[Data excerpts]
§ §

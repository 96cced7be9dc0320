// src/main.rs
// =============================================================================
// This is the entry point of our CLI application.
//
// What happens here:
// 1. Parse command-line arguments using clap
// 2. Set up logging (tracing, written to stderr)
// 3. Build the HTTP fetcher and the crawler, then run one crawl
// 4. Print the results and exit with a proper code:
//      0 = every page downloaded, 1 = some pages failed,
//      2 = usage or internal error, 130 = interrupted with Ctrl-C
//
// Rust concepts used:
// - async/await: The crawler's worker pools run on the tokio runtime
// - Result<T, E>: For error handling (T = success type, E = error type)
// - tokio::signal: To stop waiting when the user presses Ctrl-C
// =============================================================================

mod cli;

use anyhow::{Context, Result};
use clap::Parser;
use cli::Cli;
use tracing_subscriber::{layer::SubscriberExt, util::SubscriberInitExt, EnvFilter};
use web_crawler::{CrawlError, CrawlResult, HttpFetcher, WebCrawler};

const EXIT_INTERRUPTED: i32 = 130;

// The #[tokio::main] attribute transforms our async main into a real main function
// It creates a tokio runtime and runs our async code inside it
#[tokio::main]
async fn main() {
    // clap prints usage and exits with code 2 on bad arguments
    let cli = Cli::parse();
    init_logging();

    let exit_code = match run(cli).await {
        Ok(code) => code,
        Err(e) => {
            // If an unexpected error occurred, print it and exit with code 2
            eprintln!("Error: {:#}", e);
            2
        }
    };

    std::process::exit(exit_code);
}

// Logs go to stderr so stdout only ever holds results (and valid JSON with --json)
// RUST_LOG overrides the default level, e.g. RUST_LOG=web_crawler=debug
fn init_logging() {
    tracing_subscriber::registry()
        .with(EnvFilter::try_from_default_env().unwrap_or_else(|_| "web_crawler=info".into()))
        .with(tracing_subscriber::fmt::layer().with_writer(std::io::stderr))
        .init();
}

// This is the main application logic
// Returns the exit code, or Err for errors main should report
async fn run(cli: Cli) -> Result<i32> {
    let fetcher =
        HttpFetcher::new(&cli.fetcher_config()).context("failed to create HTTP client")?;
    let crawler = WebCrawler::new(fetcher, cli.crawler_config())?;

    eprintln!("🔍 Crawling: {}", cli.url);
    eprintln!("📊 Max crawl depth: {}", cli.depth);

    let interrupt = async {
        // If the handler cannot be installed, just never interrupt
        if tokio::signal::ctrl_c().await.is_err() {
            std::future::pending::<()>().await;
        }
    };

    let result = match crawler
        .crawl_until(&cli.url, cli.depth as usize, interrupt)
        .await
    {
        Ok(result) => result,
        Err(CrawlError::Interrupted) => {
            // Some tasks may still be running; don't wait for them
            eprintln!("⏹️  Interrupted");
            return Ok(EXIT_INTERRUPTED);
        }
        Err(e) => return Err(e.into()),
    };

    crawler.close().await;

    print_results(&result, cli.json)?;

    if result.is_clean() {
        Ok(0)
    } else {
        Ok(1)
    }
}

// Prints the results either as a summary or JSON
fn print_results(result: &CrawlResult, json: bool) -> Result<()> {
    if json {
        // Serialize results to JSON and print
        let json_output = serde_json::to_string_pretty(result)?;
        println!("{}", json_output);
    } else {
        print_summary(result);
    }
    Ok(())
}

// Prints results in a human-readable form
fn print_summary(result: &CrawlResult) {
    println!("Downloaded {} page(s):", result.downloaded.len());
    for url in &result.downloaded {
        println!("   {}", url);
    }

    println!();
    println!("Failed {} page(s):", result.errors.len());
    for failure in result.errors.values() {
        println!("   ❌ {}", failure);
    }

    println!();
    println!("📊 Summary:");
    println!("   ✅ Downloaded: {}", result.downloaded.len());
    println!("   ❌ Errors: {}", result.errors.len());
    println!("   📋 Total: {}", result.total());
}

§ §

WHAT IS BEING ASKED:
Give each entry again, spelled exactly as shown.

ANSWER FOR THE TASK:
repository 96cced7be9dc0320
// src/main.rs
// =============================================================================
// This is the entry point of our CLI application.
//
// What happens here:
// 1. Parse command-line arguments using clap
// 2. Set up logging (tracing, written to stderr)
// 3. Build the HTTP fetcher and the crawler, then run one crawl
// 4. Print the results and exit with a proper code:
//      0 = every page downloaded, 1 = some pages failed,
//      2 = usage or internal error, 130 = interrupted with Ctrl-C
//
// Rust concepts used:
// - async/await: The crawler's worker pools run on the tokio runtime
// - Result<T, E>: For error handling (T = success type, E = error type)
// - tokio::signal: To stop waiting when the user presses Ctrl-C
// =============================================================================

mod cli;

use anyhow::{Context, Result};
use clap::Parser;
use cli::Cli;
use tracing_subscriber::{layer::SubscriberExt, util::SubscriberInitExt, EnvFilter};
use web_crawler::{CrawlError, CrawlResult, HttpFetcher, WebCrawler};

const EXIT_INTERRUPTED: i32 = 130;

// The #[tokio::main] attribute transforms our async main into a real main function
// It creates a tokio runtime and runs our async code inside it
#[tokio::main]
async fn main() {
    // clap prints usage and exits with code 2 on bad arguments
    let cli = Cli::parse();
    init_logging();

    let exit_code = match run(cli).await {
        Ok(code) => code,
        Err(e) => {
            // If an unexpected error occurred, print it and exit with code 2
            eprintln!("Error: {:#}", e);
            2
        }
    };

    std::process::exit(exit_code);
}

// Logs go to stderr so stdout only ever holds results (and valid JSON with --json)
// RUST_LOG overrides the default level, e.g. RUST_LOG=web_crawler=debug
fn init_logging() {
    tracing_subscriber::registry()
        .with(EnvFilter::try_from_default_env().unwrap_or_else(|_| "web_crawler=info".into()))
        .with(tracing_subscriber::fmt::layer().with_writer(std::io::stderr))
        .init();
}

// This is the main application logic
// Returns the exit code, or Err for errors main should report
async fn run(cli: Cli) -> Result<i32> {
    let fetcher =
        HttpFetcher::new(&cli.fetcher_config()).context("failed to create HTTP client")?;
    let crawler = WebCrawler::new(fetcher, cli.crawler_config())?;

    eprintln!("🔍 Crawling: {}", cli.url);
    eprintln!("📊 Max crawl depth: {}", cli.depth);

    let interrupt = async {
        // If the handler cannot be installed, just never interrupt
        if tokio::signal::ctrl_c().await.is_err() {
            std::future::pending::<()>().await;
        }
    };

    let result = match crawler
        .crawl_until(&cli.url, cli.depth as usize, interrupt)
        .await
    {
        Ok(result) => result,
        Err(CrawlError::Interrupted) => {
            // Some tasks may still be running; don't wait for them
            eprintln!("⏹️  Interrupted");
            return Ok(EXIT_INTERRUPTED);
        }
        Err(e) => return Err(e.into()),
    };

    crawler.close().await;

    print_results(&result, cli.json)?;

    if result.is_clean() {
        Ok(0)
    } else {
        Ok(1)
    }
}

// Prints the results either as a summary or JSON
fn print_results(result: &CrawlResult, json: bool) -> Result<()> {
    if json {
        // Serialize results to JSON and print
        let json_output = serde_json::to_string_pretty(result)?;
        println!("{}", json_output);
    } else {
        print_summary(result);
    }
    Ok(())
}

// Prints results in a human-readable form
fn print_summary(result: &CrawlResult) {
    println!("Downloaded {} page(s):", result.downloaded.len());
    for url in &result.downloaded {
        println!("   {}", url);
    }

    println!();
    println!("Failed {} page(s):", result.errors.len());
    for failure in result.errors.values() {
        println!("   ❌ {}", failure);
    }

    println!();
    println!("📊 Summary:");
    println!("   ✅ Downloaded: {}", result.downloaded.len());
    println!("   ❌ Errors: {}", result.errors.len());
    println!("   📋 Total: {}", result.total());
}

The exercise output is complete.